• **Data excerpts**:

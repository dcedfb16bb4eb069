use crate::reconcile::index::EntityIndex;
use model::{
    core::{
        identifiers::EntityId,
        key::{ColumnMap, IdentifierKey},
    },
    records::{entity::EntityRecord, row::SourceRow},
};
use std::collections::BTreeMap;

/// An identifier value that points at more than one stored entity.
#[derive(Debug, Clone, PartialEq, Eq)]
pub struct Ambiguity {
    pub key: IdentifierKey,
    pub value: String,
    pub candidates: Vec<EntityId>,
}

#[derive(Debug, Clone, PartialEq)]
pub struct Resolution<'a> {
    pub entity: Option<&'a EntityRecord>,
    pub matched_by: Option<IdentifierKey>,
    pub ambiguity: Option<Ambiguity>,
}

impl Resolution<'_> {
    fn unmatched() -> Self {
        Resolution {
            entity: None,
            matched_by: None,
            ambiguity: None,
        }
    }

    pub fn is_match(&self) -> bool {
        self.entity.is_some()
    }
}

/// Matches a row to at most one stored entity by trying identifier keys in
/// priority order. Pure: the same row and index always give the same answer.
#[derive(Debug, Clone)]
pub struct IdentityResolver {
    priority: Vec<IdentifierKey>,
    columns: ColumnMap,
}

impl Default for IdentityResolver {
    fn default() -> Self {
        IdentityResolver::new(IdentifierKey::PRIORITY.to_vec(), ColumnMap::default())
    }
}

impl IdentityResolver {
    /// Repeated keys in `priority` keep their first position.
    pub fn new(priority: Vec<IdentifierKey>, columns: ColumnMap) -> Self {
        let mut ordered: Vec<IdentifierKey> = Vec::with_capacity(priority.len());
        for key in priority {
            if !ordered.contains(&key) {
                ordered.push(key);
            }
        }
        IdentityResolver {
            priority: ordered,
            columns,
        }
    }

    pub fn priority(&self) -> &[IdentifierKey] {
        &self.priority
    }

    pub fn columns(&self) -> &ColumnMap {
        &self.columns
    }

    pub fn resolve<'a>(&self, row: &SourceRow, index: &'a EntityIndex) -> Resolution<'a> {
        for key in &self.priority {
            let Some(value) = row.identifier(*key, &self.columns) else {
                continue;
            };

            let positions = index.lookup(*key, value);
            let Some(first) = positions.first() else {
                continue;
            };

            let ambiguity = (positions.len() > 1).then(|| Ambiguity {
                key: *key,
                value: value.to_string(),
                candidates: positions
                    .iter()
                    .filter_map(|pos| index.get(*pos))
                    .map(|entity| entity.id.clone())
                    .collect(),
            });

            return Resolution {
                entity: index.get(*first),
                matched_by: Some(*key),
                ambiguity,
            };
        }

        Resolution::unmatched()
    }

    /// Whether the row carries a value for any key this resolver matches on.
    pub fn has_identifier(&self, row: &SourceRow) -> bool {
        row.has_identifier(&self.priority, &self.columns)
    }

    /// Every identifier the row carries, for previews of new entities.
    pub fn identifiers_of(&self, row: &SourceRow) -> BTreeMap<IdentifierKey, String> {
        self.priority
            .iter()
            .filter_map(|key| {
                row.identifier(*key, &self.columns)
                    .map(|value| (*key, value.to_string()))
            })
            .collect()
    }
}

#[cfg(test)]
mod tests {
    use super::*;

    fn index() -> EntityIndex {
        EntityIndex::build(vec![
            EntityRecord::new("by-id")
                .with_identifier(IdentifierKey::IdNumber, "110101199001011234")
                .with_identifier(IdentifierKey::EmployeeCode, "E001"),
            EntityRecord::new("by-code").with_identifier(IdentifierKey::EmployeeCode, "E002"),
            EntityRecord::new("name-1").with_identifier(IdentifierKey::FullName, "Zhang San"),
            EntityRecord::new("name-2").with_identifier(IdentifierKey::FullName, "Zhang San"),
        ])
    }

    #[test]
    fn higher_priority_key_wins() {
        let index = index();
        let row = SourceRow::from_pairs(
            0,
            [("id_number", "110101199001011234"), ("employee_code", "E002")],
        );

        let resolution = IdentityResolver::default().resolve(&row, &index);
        assert_eq!(resolution.entity.unwrap().id.as_str(), "by-id");
        assert_eq!(resolution.matched_by, Some(IdentifierKey::IdNumber));
        assert!(resolution.ambiguity.is_none());
    }

    #[test]
    fn falls_through_keys_without_hits() {
        let index = index();
        let row = SourceRow::from_pairs(1, [("id_number", "999"), ("员工编号", "e002")]);

        let resolution = IdentityResolver::default().resolve(&row, &index);
        assert_eq!(resolution.entity.unwrap().id.as_str(), "by-code");
        assert_eq!(resolution.matched_by, Some(IdentifierKey::EmployeeCode));
    }

    #[test]
    fn colliding_name_returns_first_and_reports_ambiguity() {
        let index = index();
        let row = SourceRow::from_pairs(2, [("employee_code", " "), ("full_name", "Zhang San")]);

        let resolver = IdentityResolver::default();
        let first = resolver.resolve(&row, &index);
        let second = resolver.resolve(&row, &index);

        assert_eq!(first, second);
        assert_eq!(first.entity.unwrap().id.as_str(), "name-1");
        let ambiguity = first.ambiguity.unwrap();
        assert_eq!(ambiguity.key, IdentifierKey::FullName);
        assert_eq!(
            ambiguity.candidates,
            vec![EntityId::new("name-1"), EntityId::new("name-2")]
        );
    }

    #[test]
    fn no_hit_is_unmatched() {
        let index = index();
        let row = SourceRow::from_pairs(3, [("full_name", "Nobody")]);
        let resolution = IdentityResolver::default().resolve(&row, &index);
        assert!(!resolution.is_match());
        assert_eq!(resolution.matched_by, None);
    }

    #[test]
    fn custom_priority_changes_precedence() {
        let index = index();
        let row = SourceRow::from_pairs(
            4,
            [("id_number", "110101199001011234"), ("employee_code", "E002")],
        );
        let resolver = IdentityResolver::new(
            vec![IdentifierKey::EmployeeCode, IdentifierKey::IdNumber],
            ColumnMap::default(),
        );
        assert_eq!(
            resolver.resolve(&row, &index).entity.unwrap().id.as_str(),
            "by-code"
        );
    }

    #[test]
    fn keys_outside_the_priority_do_not_count_as_identifiers() {
        let row = SourceRow::from_pairs(5, [("full_name", "Nobody"), ("basic_salary", "10")]);
        let codes_only = IdentityResolver::new(vec![IdentifierKey::EmployeeCode], ColumnMap::default());

        assert!(!codes_only.has_identifier(&row));
        assert!(IdentityResolver::default().has_identifier(&row));
    }
}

• **Work to complete**:
All lines in the records above with "bool" need to be found and copied.

• **Response box**:
    pub fn is_match(&self) -> bool {
    pub fn has_identifier(&self, row: &SourceRow) -> bool {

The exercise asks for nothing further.